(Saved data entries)
########################################
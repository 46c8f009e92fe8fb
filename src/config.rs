// SPDX-License-Identifier: MPL-2.0
// This Source Code Form is subject to the terms of the Mozilla Public
// License, v. 2.0. If a copy of the MPL was not distributed with this
// file, You can obtain one at https://mozilla.org/MPL/2.0/.

//! Accessory configuration.
//!
//! The accessory host stores one JSON object per configured shutter and
//! hands it over as-is. Key names follow the host's camelCase convention.
//!
//! # Examples
//!
//! ```
//! use tasmota_blinds::config::AccessoryConfig;
//!
//! let config = AccessoryConfig::from_json(r#"{
//!     "name": "Office blinds",
//!     "mqttBrokerUrl": "mqtt://192.168.1.50:1883",
//!     "mqttTopic": "Office"
//! }"#).unwrap();
//!
//! assert_eq!(config.shutter_index(), "1");
//! assert!(config.manufacturer().is_empty());
//! ```

use std::time::Duration;

use serde::{Deserialize, Deserializer};

use crate::accessory::AccessoryInformation;
use crate::error::ConfigError;

/// Configuration of one shutter accessory.
#[derive(Debug, Clone, Deserialize)]
#[serde(rename_all = "camelCase")]
pub struct AccessoryConfig {
    name: String,
    #[serde(default)]
    manufacturer: String,
    #[serde(default)]
    model: String,
    #[serde(rename = "serialNumberMAC", default)]
    serial_number_mac: String,

    mqtt_broker_url: String,
    #[serde(default)]
    mqtt_username: Option<String>,
    #[serde(default)]
    mqtt_password: Option<String>,
    #[serde(default)]
    mqtt_last_will: Option<LastWillConfig>,

    #[serde(default)]
    mqtt_topic: Option<String>,
    #[serde(default = "default_shutter_index", deserialize_with = "string_or_number")]
    mqtt_shutter_index: String,
    #[serde(default)]
    mqtt_result_topic: Option<String>,
    #[serde(default)]
    mqtt_command_topic: Option<String>,
    #[serde(default)]
    mqtt_tele_topic: Option<String>,
    #[serde(default)]
    mqtt_shutter_name: Option<String>,
}

/// Message the broker publishes on our behalf if the connection drops.
#[derive(Debug, Clone, PartialEq, Eq, Deserialize)]
pub struct LastWillConfig {
    /// Topic to publish the will on.
    pub topic: String,
    /// Will payload.
    pub payload: String,
    /// Whether the broker retains the will.
    #[serde(default)]
    pub retain: bool,
}

fn default_shutter_index() -> String {
    "1".to_string()
}

/// Accepts `"2"` as well as `2` for the shutter index.
fn string_or_number<'de, D>(deserializer: D) -> Result<String, D::Error>
where
    D: Deserializer<'de>,
{
    #[derive(Deserialize)]
    #[serde(untagged)]
    enum Index {
        Text(String),
        Number(u64),
    }

    Ok(match Index::deserialize(deserializer)? {
        Index::Text(s) => s,
        Index::Number(n) => n.to_string(),
    })
}

impl AccessoryConfig {
    /// Parses and validates a configuration from JSON text.
    ///
    /// # Errors
    ///
    /// Returns `ConfigError` if the JSON is malformed or a required key is
    /// missing.
    pub fn from_json(json: &str) -> Result<Self, ConfigError> {
        let config: Self = serde_json::from_str(json)?;
        config.validate()?;
        Ok(config)
    }

    /// Parses and validates a configuration from an already decoded value.
    ///
    /// # Errors
    ///
    /// Returns `ConfigError` if the value has the wrong shape or a required
    /// key is missing.
    pub fn from_value(value: serde_json::Value) -> Result<Self, ConfigError> {
        let config: Self = serde_json::from_value(value)?;
        config.validate()?;
        Ok(config)
    }

    /// Checks the cross-field requirements serde cannot express.
    ///
    /// # Errors
    ///
    /// Returns `ConfigError` describing the first problem found.
    pub fn validate(&self) -> Result<(), ConfigError> {
        if self.name.trim().is_empty() {
            return Err(ConfigError::MissingField("name"));
        }
        if self.mqtt_broker_url.trim().is_empty() {
            return Err(ConfigError::MissingField("mqttBrokerUrl"));
        }
        if self.mqtt_shutter_index.trim().is_empty() {
            return Err(ConfigError::InvalidValue {
                key: "mqttShutterIndex",
                message: "must not be empty".to_string(),
            });
        }

        let topics_overridden = self.mqtt_result_topic.is_some()
            && self.mqtt_command_topic.is_some()
            && self.mqtt_tele_topic.is_some();
        let has_topic = self
            .mqtt_topic
            .as_deref()
            .is_some_and(|t| !t.trim().is_empty());
        if !has_topic && !topics_overridden {
            return Err(ConfigError::MissingField("mqttTopic"));
        }

        if self.mqtt_password.is_some() && self.mqtt_username.is_none() {
            return Err(ConfigError::InvalidValue {
                key: "mqttPassword",
                message: "a password requires mqttUsername".to_string(),
            });
        }

        Ok(())
    }

    /// Returns the accessory display name.
    #[must_use]
    pub fn name(&self) -> &str {
        &self.name
    }

    /// Returns the manufacturer string (empty if unset).
    #[must_use]
    pub fn manufacturer(&self) -> &str {
        &self.manufacturer
    }

    /// Returns the model string (empty if unset).
    #[must_use]
    pub fn model(&self) -> &str {
        &self.model
    }

    /// Returns the serial number string (empty if unset).
    #[must_use]
    pub fn serial_number(&self) -> &str {
        &self.serial_number_mac
    }

    /// Returns the MQTT broker URL.
    #[must_use]
    pub fn broker_url(&self) -> &str {
        &self.mqtt_broker_url
    }

    /// Returns the Tasmota device topic, if set.
    #[must_use]
    pub fn device_topic(&self) -> Option<&str> {
        self.mqtt_topic.as_deref()
    }

    /// Returns the shutter index (default `"1"`).
    #[must_use]
    pub fn shutter_index(&self) -> &str {
        &self.mqtt_shutter_index
    }

    /// Returns the result topic override.
    #[must_use]
    pub fn result_topic_override(&self) -> Option<&str> {
        self.mqtt_result_topic.as_deref()
    }

    /// Returns the command topic override.
    #[must_use]
    pub fn command_topic_override(&self) -> Option<&str> {
        self.mqtt_command_topic.as_deref()
    }

    /// Returns the telemetry topic override.
    #[must_use]
    pub fn tele_topic_override(&self) -> Option<&str> {
        self.mqtt_tele_topic.as_deref()
    }

    /// Returns the shutter name override.
    #[must_use]
    pub fn shutter_name_override(&self) -> Option<&str> {
        self.mqtt_shutter_name.as_deref()
    }

    /// Returns the static accessory information.
    #[must_use]
    pub fn information(&self) -> AccessoryInformation {
        AccessoryInformation {
            name: self.name.clone(),
            manufacturer: self.manufacturer.clone(),
            model: self.model.clone(),
            serial_number: self.serial_number_mac.clone(),
        }
    }

    /// Returns the MQTT session settings derived from this configuration.
    #[must_use]
    pub fn mqtt_settings(&self) -> MqttSettings {
        let mut settings = MqttSettings::default();
        if let Some(username) = &self.mqtt_username {
            settings.credentials = Some((
                username.clone(),
                self.mqtt_password.clone().unwrap_or_default(),
            ));
        }
        settings.last_will.clone_from(&self.mqtt_last_will);
        settings
    }
}

/// MQTT session settings.
///
/// The defaults favour quick detection of a lost broker: a 10 second
/// keep-alive and a 1 second pause before reconnecting.
#[derive(Debug, Clone, PartialEq, Eq)]
pub struct MqttSettings {
    /// Client identifier presented to the broker.
    pub client_id: String,
    /// Keep-alive interval.
    pub keep_alive: Duration,
    /// Whether to start a clean session on every connect.
    pub clean_session: bool,
    /// Pause between a connection error and the next attempt.
    pub reconnect_interval: Duration,
    /// Time allowed for the TCP and MQTT handshake.
    pub connect_timeout: Duration,
    /// Username and password for the broker.
    pub credentials: Option<(String, String)>,
    /// Optional last-will message.
    pub last_will: Option<LastWillConfig>,
}

impl Default for MqttSettings {
    fn default() -> Self {
        Self {
            client_id: generate_client_id(),
            keep_alive: Duration::from_secs(10),
            clean_session: true,
            reconnect_interval: Duration::from_secs(1),
            connect_timeout: Duration::from_secs(30),
            credentials: None,
            last_will: None,
        }
    }
}

/// Generates a random client identifier such as `tasmota_blinds_1a2b3c4d`.
fn generate_client_id() -> String {
    let id = uuid::Uuid::new_v4().simple().to_string();
    format!("tasmota_blinds_{}", &id[..8])
}

#[cfg(test)]
mod tests {
    use super::*;

    const MINIMAL: &str = r#"{
        "name": "Office blinds",
        "mqttBrokerUrl": "mqtt://broker:1883",
        "mqttTopic": "Office"
    }"#;

    #[test]
    fn minimal_config_defaults() {
        let config = AccessoryConfig::from_json(MINIMAL).unwrap();
        assert_eq!(config.name(), "Office blinds");
        assert_eq!(config.shutter_index(), "1");
        assert_eq!(config.device_topic(), Some("Office"));
        assert!(config.model().is_empty());
        assert!(config.serial_number().is_empty());
        assert!(config.result_topic_override().is_none());
    }

    #[test]
    fn shutter_index_accepts_number() {
        let json = r#"{"name":"n","mqttBrokerUrl":"b","mqttTopic":"t","mqttShutterIndex":2}"#;
        let config = AccessoryConfig::from_json(json).unwrap();
        assert_eq!(config.shutter_index(), "2");
    }

    #[test]
    fn information_uses_static_strings() {
        let json = r#"{"name":"n","manufacturer":"Acme","model":"S1","serialNumberMAC":"AA:BB","mqttBrokerUrl":"b","mqttTopic":"t"}"#;
        let info = AccessoryConfig::from_json(json).unwrap().information();
        assert_eq!(info.name, "n");
        assert_eq!(info.manufacturer, "Acme");
        assert_eq!(info.model, "S1");
        assert_eq!(info.serial_number, "AA:BB");
    }

    #[test]
    fn missing_broker_url_is_rejected() {
        let result = AccessoryConfig::from_json(r#"{"name":"n","mqttTopic":"t"}"#);
        assert!(matches!(result, Err(ConfigError::Json(_))));

        let result = AccessoryConfig::from_json(r#"{"name":"n","mqttBrokerUrl":" ","mqttTopic":"t"}"#);
        assert!(matches!(
            result,
            Err(ConfigError::MissingField("mqttBrokerUrl"))
        ));
    }

    #[test]
    fn topic_required_unless_all_overridden() {
        let result = AccessoryConfig::from_json(r#"{"name":"n","mqttBrokerUrl":"b"}"#);
        assert!(matches!(result, Err(ConfigError::MissingField("mqttTopic"))));

        let json = r#"{"name":"n","mqttBrokerUrl":"b","mqttResultTopic":"r","mqttCommandTopic":"c","mqttTeleTopic":"t"}"#;
        assert!(AccessoryConfig::from_json(json).is_ok());
    }

    #[test]
    fn settings_defaults() {
        let settings = AccessoryConfig::from_json(MINIMAL).unwrap().mqtt_settings();
        assert_eq!(settings.keep_alive, Duration::from_secs(10));
        assert_eq!(settings.reconnect_interval, Duration::from_secs(1));
        assert_eq!(settings.connect_timeout, Duration::from_secs(30));
        assert!(settings.clean_session);
        assert!(settings.credentials.is_none());
        assert!(settings.client_id.starts_with("tasmota_blinds_"));
        assert_eq!(settings.client_id.len(), "tasmota_blinds_".len() + 8);
    }

    #[test]
    fn settings_with_credentials_and_will() {
        let json = r#"{"name":"n","mqttBrokerUrl":"b","mqttTopic":"t",
            "mqttUsername":"user","mqttPassword":"pass",
            "mqttLastWill":{"topic":"bridge/status","payload":"offline","retain":true}}"#;
        let settings = AccessoryConfig::from_json(json).unwrap().mqtt_settings();
        assert_eq!(
            settings.credentials,
            Some(("user".to_string(), "pass".to_string()))
        );
        let will = settings.last_will.unwrap();
        assert_eq!(will.topic, "bridge/status");
        assert!(will.retain);
    }

    #[test]
    fn password_without_username_is_rejected() {
        let json = r#"{"name":"n","mqttBrokerUrl":"b","mqttTopic":"t","mqttPassword":"p"}"#;
        assert!(matches!(
            AccessoryConfig::from_json(json),
            Err(ConfigError::InvalidValue { key: "mqttPassword", .. })
        ));
    }

    #[test]
    fn client_ids_are_unique() {
        assert_ne!(generate_client_id(), generate_client_id());
    }
}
########################################
### WORK REQUEST
Could you tally the lines in the data that contain the string "Office" and answer with the number alone?

### EXPECTED ANSWER
6